Ecosyste.ms: Awesome

An open API service indexing awesome lists of open source software.

Awesome Lists | Featured Topics | Projects

https://github.com/realvnf/coord-sim

Lightweight flow-level simulator for inter-node network and service coordination (e.g., in cloud/edge computing or NFV).
https://github.com/realvnf/coord-sim

coordination edge-computing flow load-balancing network networkx nfv openai-gym placement python scaling scheduling simpy simulation simulator

Last synced: 2 months ago
JSON representation

Lightweight flow-level simulator for inter-node network and service coordination (e.g., in cloud/edge computing or NFV).

Awesome Lists containing this project

README

        

[![Build Status](https://travis-ci.com/RealVNF/coord-sim.svg?branch=master)](https://travis-ci.com/RealVNF/coord-sim)

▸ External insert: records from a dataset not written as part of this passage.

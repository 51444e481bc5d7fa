use std::io;

#[cfg(not(feature = "libdeflate"))]
pub fn encode(compression_level: u32, src: &[u8]) -> io::Result<Vec<u8>> {
    use std::io::Write;

    use flate2::write::GzEncoder;

    let mut encoder = GzEncoder::new(Vec::new(), flate2::Compression::new(compression_level));
    encoder.write_all(src)?;
    encoder.finish()
}

#[cfg(feature = "libdeflate")]
pub fn encode(compression_level: u32, src: &[u8]) -> io::Result<Vec<u8>> {
    use libdeflater::{CompressionLvl, Compressor};

    let lvl = CompressionLvl::new(compression_level as i32)
        .map_err(|e| io::Error::new(io::ErrorKind::InvalidInput, format!("{e:?}")))?;

    let mut compressor = Compressor::new(lvl);

    let max_len = compressor.gzip_compress_bound(src.len());
    let mut dst = vec![0; max_len];

    let len = compressor
        .gzip_compress(src, &mut dst)
        .map_err(|e| io::Error::other(format!("{e:?}")))?;

    dst.truncate(len);

    Ok(dst)
}

#[cfg(not(feature = "libdeflate"))]
pub fn decode(src: &[u8], dst: &mut [u8]) -> io::Result<()> {
    use std::io::Read;

    use flate2::read::MultiGzDecoder;

    let mut decoder = MultiGzDecoder::new(src);
    decoder.read_exact(dst)
}

#[cfg(feature = "libdeflate")]
pub fn decode(src: &[u8], dst: &mut [u8]) -> io::Result<()> {
    use libdeflater::Decompressor;

    let mut decompressor = Decompressor::new();

    decompressor
        .gzip_decompress(src, dst)
        .map(|_| ())
        .map_err(|e| io::Error::new(io::ErrorKind::InvalidData, format!("{e:?}")))
}

#[cfg(test)]
mod tests {
    use super::*;

    #[test]
    fn test_round_trip() -> io::Result<()> {
        let src = b"the quick brown fox jumps over the lazy dog";

        let compressed = encode(6, src)?;

        let mut dst = vec![0; src.len()];
        decode(&compressed, &mut dst)?;

        assert_eq!(dst, src);

        Ok(())
    }
}
//! CRAM I/O: stream drivers and the core bitstream.

mod bit_reader;
mod bit_writer;
pub mod reader;
pub mod writer;

pub(crate) use self::{bit_reader::BitReader, bit_writer::BitWriter};
pub use self::{reader::Reader, writer::Writer};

# Simulation: Inter-node service coordination and flow scheduling

Simulate flow-level, inter-node network coordination including scaling and placement of services and scheduling/balancing traffic between them.

**Features**:

- Simulate any given network topology with arbitrary node and link capacities and link delays
- Simulate any given network service consisting of linearly chained SFs/VNFs
- VNFs can specify arbitrary resource consumption as function of their load using Python modules. Also VNF delay can be specified individually and may be normally distributed.
- Simulate network traffic in the form of flow arrivals at various ingress nodes with varying arrival rate, flow length, volume, etc according to stochastic distributions
- Simple and clear interface to run algorithms for scaling, placement, and scheduling/load balancing of these incoming flows across the nodes in the network. Coordination within each node is out of scope.
- Interface allows easy integration with OpenAI Gym to enable training and evaluating reinforcement learning algorithms
- Collection of metrics like successful/dropped flows, end-to-end delay, resource consumption, etc over time. Easily extensible.
- Discrete event simulation to evaluate coordination over time with SimPy
- Graceful adjustment of placements: When VNFs are removed from a placement by an algorithm. Currently processing flows are allowed to finish processing before the VNF is completely removed (see PR [#78](https://github.com/RealVNF/coordination-simulation/pull/78) and [#81](https://github.com/RealVNF/coordination-simulation/pull/81)).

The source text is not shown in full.